» **What this task involves**:
Every entry that follows should be reproduced exactly.

» **Working data**:
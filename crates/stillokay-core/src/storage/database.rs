//! SQLite-based check-in storage.
//!
//! Provides persistent storage for:
//! - The check-in history log (newest first)
//! - Key-value store for application state (last known location)

use std::path::Path;

use rusqlite::{params, Connection, OptionalExtension};

use crate::error::{DatabaseError, Result};
use crate::record::{CheckInRecord, Coordinates};

use super::data_dir;
use super::history::{duplicate_id, HistoryStore};

const LAST_LOCATION_KEY: &str = "last_location";

/// SQLite database for check-in history.
pub struct HistoryDb {
    conn: Connection,
}

impl HistoryDb {
    /// Get a reference to the underlying SQLite connection.
    pub fn conn(&self) -> &Connection {
        &self.conn
    }

    /// Open the database at `~/.config/stillokay/stillokay.db`.
    ///
    /// Creates the database file and schema if they don't exist.
    ///
    /// # Errors
    /// Returns an error if the database cannot be opened or migrated.
    pub fn open() -> Result<Self> {
        Self::open_at(&data_dir()?.join("stillokay.db"))
    }

    /// Open (or create) a database file at an explicit path.
    pub fn open_at(path: &Path) -> Result<Self> {
        let conn = Connection::open(path).map_err(|source| DatabaseError::OpenFailed {
            path: path.to_path_buf(),
            source,
        })?;
        let db = Self { conn };
        db.migrate()?;
        Ok(db)
    }

    /// Open an in-memory database.
    pub fn open_memory() -> Result<Self> {
        let conn = Connection::open_in_memory().map_err(DatabaseError::from)?;
        let db = Self { conn };
        db.migrate()?;
        Ok(db)
    }

    fn migrate(&self) -> Result<()> {
        self.conn
            .execute_batch(
                "CREATE TABLE IF NOT EXISTS checkins (
                    seq       INTEGER PRIMARY KEY AUTOINCREMENT,
                    id        TEXT NOT NULL UNIQUE,
                    date      TEXT NOT NULL DEFAULT '',
                    status    TEXT NOT NULL,
                    latitude  REAL NOT NULL,
                    longitude REAL NOT NULL
                );

                CREATE TABLE IF NOT EXISTS kv (
                    key   TEXT PRIMARY KEY,
                    value TEXT NOT NULL
                );",
            )
            .map_err(DatabaseError::from)?;
        Ok(())
    }

    pub fn count(&self) -> Result<usize> {
        let n: i64 = self
            .conn
            .query_row("SELECT COUNT(*) FROM checkins", [], |row| row.get(0))
            .map_err(DatabaseError::from)?;
        Ok(usize::try_from(n).unwrap_or(0))
    }

    /// Import a newest-first log (e.g. an exported JSON history).
    ///
    /// Records whose id is already present are skipped. Returns how many
    /// were inserted.
    pub fn import(&mut self, newest_first: &[CheckInRecord]) -> Result<usize> {
        let tx = self.conn.transaction().map_err(DatabaseError::from)?;
        let mut inserted = 0;
        for record in newest_first.iter().rev() {
            inserted += tx
                .execute(
                    "INSERT OR IGNORE INTO checkins (id, date, status, latitude, longitude)
                     VALUES (?1, ?2, ?3, ?4, ?5)",
                    params![
                        record.id,
                        record.date,
                        record.status,
                        record.coords.latitude,
                        record.coords.longitude,
                    ],
                )
                .map_err(DatabaseError::from)?;
        }
        tx.commit().map_err(DatabaseError::from)?;
        tracing::info!(inserted, total = newest_first.len(), "imported check-in history");
        Ok(inserted)
    }

    pub fn set_last_location(&self, coords: Coordinates) -> Result<()> {
        let value = serde_json::to_string(&coords)?;
        self.kv_set(LAST_LOCATION_KEY, &value)
    }

    pub fn last_location(&self) -> Result<Option<Coordinates>> {
        match self.kv_get(LAST_LOCATION_KEY)? {
            Some(raw) => Ok(Some(serde_json::from_str(&raw)?)),
            None => Ok(None),
        }
    }

    /// Get a value from the kv store.
    pub fn kv_get(&self, key: &str) -> Result<Option<String>> {
        let value = self
            .conn
            .query_row("SELECT value FROM kv WHERE key = ?1", params![key], |row| {
                row.get::<_, String>(0)
            })
            .optional()
            .map_err(DatabaseError::from)?;
        Ok(value)
    }

    /// Set a value in the kv store.
    pub fn kv_set(&self, key: &str, value: &str) -> Result<()> {
        self.conn
            .execute(
                "INSERT OR REPLACE INTO kv (key, value) VALUES (?1, ?2)",
                params![key, value],
            )
            .map_err(DatabaseError::from)?;
        Ok(())
    }
}

impl HistoryStore for HistoryDb {
    fn load(&self) -> Result<Vec<CheckInRecord>> {
        let mut stmt = self
            .conn
            .prepare(
                "SELECT id, date, status, latitude, longitude
                 FROM checkins
                 ORDER BY seq DESC",
            )
            .map_err(DatabaseError::from)?;

        let rows = stmt
            .query_map([], |row| {
                Ok(CheckInRecord {
                    id: row.get(0)?,
                    date: row.get(1)?,
                    status: row.get(2)?,
                    coords: Coordinates {
                        latitude: row.get(3)?,
                        longitude: row.get(4)?,
                    },
                })
            })
            .map_err(DatabaseError::from)?;

        let records = rows
            .collect::<std::result::Result<Vec<_>, _>>()
            .map_err(DatabaseError::from)?;
        Ok(records)
    }

    fn append(&mut self, record: CheckInRecord) -> Result<()> {
        let exists: bool = self
            .conn
            .query_row(
                "SELECT EXISTS(SELECT 1 FROM checkins WHERE id = ?1)",
                params![record.id],
                |row| row.get(0),
            )
            .map_err(DatabaseError::from)?;
        if exists {
            return Err(duplicate_id(&record.id).into());
        }

        self.conn
            .execute(
                "INSERT INTO checkins (id, date, status, latitude, longitude)
                 VALUES (?1, ?2, ?3, ?4, ?5)",
                params![
                    record.id,
                    record.date,
                    record.status,
                    record.coords.latitude,
                    record.coords.longitude,
                ],
            )
            .map_err(DatabaseError::from)?;
        tracing::info!(id = %record.id, "check-in recorded");
        Ok(())
    }

    fn delete_by_id(&mut self, id: &str) -> Result<bool> {
        let removed = self
            .conn
            .execute("DELETE FROM checkins WHERE id = ?1", params![id])
            .map_err(DatabaseError::from)?;
        tracing::info!(id, removed, "check-in deleted");
        Ok(removed > 0)
    }

    fn clear(&mut self) -> Result<usize> {
        let removed = self
            .conn
            .execute("DELETE FROM checkins", [])
            .map_err(DatabaseError::from)?;
        tracing::info!(removed, "check-in history cleared");
        Ok(removed)
    }
}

» **Final answer**:
filename crates/stillokay-core/src/storage/database.rs
//! SQLite-based check-in storage.
//!
//! Provides persistent storage for:
//! - The check-in history log (newest first)
//! - Key-value store for application state (last known location)

use std::path::Path;

use rusqlite::{params, Connection, OptionalExtension};

use crate::error::{DatabaseError, Result};
use crate::record::{CheckInRecord, Coordinates};

use super::data_dir;
use super::history::{duplicate_id, HistoryStore};

const LAST_LOCATION_KEY: &str = "last_location";

/// SQLite database for check-in history.
pub struct HistoryDb {
    conn: Connection,
}

impl HistoryDb {
    /// Get a reference to the underlying SQLite connection.
    pub fn conn(&self) -> &Connection {
        &self.conn
    }

    /// Open the database at `~/.config/stillokay/stillokay.db`.
    ///
    /// Creates the database file and schema if they don't exist.
    ///
    /// # Errors
    /// Returns an error if the database cannot be opened or migrated.
    pub fn open() -> Result<Self> {
        Self::open_at(&data_dir()?.join("stillokay.db"))
    }

    /// Open (or create) a database file at an explicit path.
    pub fn open_at(path: &Path) -> Result<Self> {
        let conn = Connection::open(path).map_err(|source| DatabaseError::OpenFailed {
            path: path.to_path_buf(),
            source,
        })?;
        let db = Self { conn };
        db.migrate()?;
        Ok(db)
    }

    /// Open an in-memory database.
    pub fn open_memory() -> Result<Self> {
        let conn = Connection::open_in_memory().map_err(DatabaseError::from)?;
        let db = Self { conn };
        db.migrate()?;
        Ok(db)
    }

    fn migrate(&self) -> Result<()> {
        self.conn
            .execute_batch(
                "CREATE TABLE IF NOT EXISTS checkins (
                    seq       INTEGER PRIMARY KEY AUTOINCREMENT,
                    id        TEXT NOT NULL UNIQUE,
                    date      TEXT NOT NULL DEFAULT '',
                    status    TEXT NOT NULL,
                    latitude  REAL NOT NULL,
                    longitude REAL NOT NULL
                );

                CREATE TABLE IF NOT EXISTS kv (
                    key   TEXT PRIMARY KEY,
                    value TEXT NOT NULL
                );",
            )
            .map_err(DatabaseError::from)?;
        Ok(())
    }

    pub fn count(&self) -> Result<usize> {
        let n: i64 = self
            .conn
            .query_row("SELECT COUNT(*) FROM checkins", [], |row| row.get(0))
            .map_err(DatabaseError::from)?;
        Ok(usize::try_from(n).unwrap_or(0))
    }

    /// Import a newest-first log (e.g. an exported JSON history).
    ///
    /// Records whose id is already present are skipped. Returns how many
    /// were inserted.
    pub fn import(&mut self, newest_first: &[CheckInRecord]) -> Result<usize> {
        let tx = self.conn.transaction().map_err(DatabaseError::from)?;
        let mut inserted = 0;
        for record in newest_first.iter().rev() {
            inserted += tx
                .execute(
                    "INSERT OR IGNORE INTO checkins (id, date, status, latitude, longitude)
                     VALUES (?1, ?2, ?3, ?4, ?5)",
                    params![
                        record.id,
                        record.date,
                        record.status,
                        record.coords.latitude,
                        record.coords.longitude,
                    ],
                )
                .map_err(DatabaseError::from)?;
        }
        tx.commit().map_err(DatabaseError::from)?;
        tracing::info!(inserted, total = newest_first.len(), "imported check-in history");
        Ok(inserted)
    }

    pub fn set_last_location(&self, coords: Coordinates) -> Result<()> {
        let value = serde_json::to_string(&coords)?;
        self.kv_set(LAST_LOCATION_KEY, &value)
    }

    pub fn last_location(&self) -> Result<Option<Coordinates>> {
        match self.kv_get(LAST_LOCATION_KEY)? {
            Some(raw) => Ok(Some(serde_json::from_str(&raw)?)),
            None => Ok(None),
        }
    }

    /// Get a value from the kv store.
    pub fn kv_get(&self, key: &str) -> Result<Option<String>> {
        let value = self
            .conn
            .query_row("SELECT value FROM kv WHERE key = ?1", params![key], |row| {
                row.get::<_, String>(0)
            })
            .optional()
            .map_err(DatabaseError::from)?;
        Ok(value)
    }

    /// Set a value in the kv store.
    pub fn kv_set(&self, key: &str, value: &str) -> Result<()> {
        self.conn
            .execute(
                "INSERT OR REPLACE INTO kv (key, value) VALUES (?1, ?2)",
                params![key, value],
            )
            .map_err(DatabaseError::from)?;
        Ok(())
    }
}

impl HistoryStore for HistoryDb {
    fn load(&self) -> Result<Vec<CheckInRecord>> {
        let mut stmt = self
            .conn
            .prepare(
                "SELECT id, date, status, latitude, longitude
                 FROM checkins
                 ORDER BY seq DESC",
            )
            .map_err(DatabaseError::from)?;

        let rows = stmt
            .query_map([], |row| {
                Ok(CheckInRecord {
                    id: row.get(0)?,
                    date: row.get(1)?,
                    status: row.get(2)?,
                    coords: Coordinates {
                        latitude: row.get(3)?,
                        longitude: row.get(4)?,
                    },
                })
            })
            .map_err(DatabaseError::from)?;

        let records = rows
            .collect::<std::result::Result<Vec<_>, _>>()
            .map_err(DatabaseError::from)?;
        Ok(records)
    }

    fn append(&mut self, record: CheckInRecord) -> Result<()> {
        let exists: bool = self
            .conn
            .query_row(
                "SELECT EXISTS(SELECT 1 FROM checkins WHERE id = ?1)",
                params![record.id],
                |row| row.get(0),
            )
            .map_err(DatabaseError::from)?;
        if exists {
            return Err(duplicate_id(&record.id).into());
        }

        self.conn
            .execute(
                "INSERT INTO checkins (id, date, status, latitude, longitude)
                 VALUES (?1, ?2, ?3, ?4, ?5)",
                params![
                    record.id,
                    record.date,
                    record.status,
                    record.coords.latitude,
                    record.coords.longitude,
                ],
            )
            .map_err(DatabaseError::from)?;
        tracing::info!(id = %record.id, "check-in recorded");
        Ok(())
    }

    fn delete_by_id(&mut self, id: &str) -> Result<bool> {
        let removed = self
            .conn
            .execute("DELETE FROM checkins WHERE id = ?1", params![id])
            .map_err(DatabaseError::from)?;
        tracing::info!(id, removed, "check-in deleted");
        Ok(removed > 0)
    }

    fn clear(&mut self) -> Result<usize> {
        let removed = self
            .conn
            .execute("DELETE FROM checkins", [])
            .map_err(DatabaseError::from)?;
        tracing::info!(removed, "check-in history cleared");
        Ok(removed)
    }
}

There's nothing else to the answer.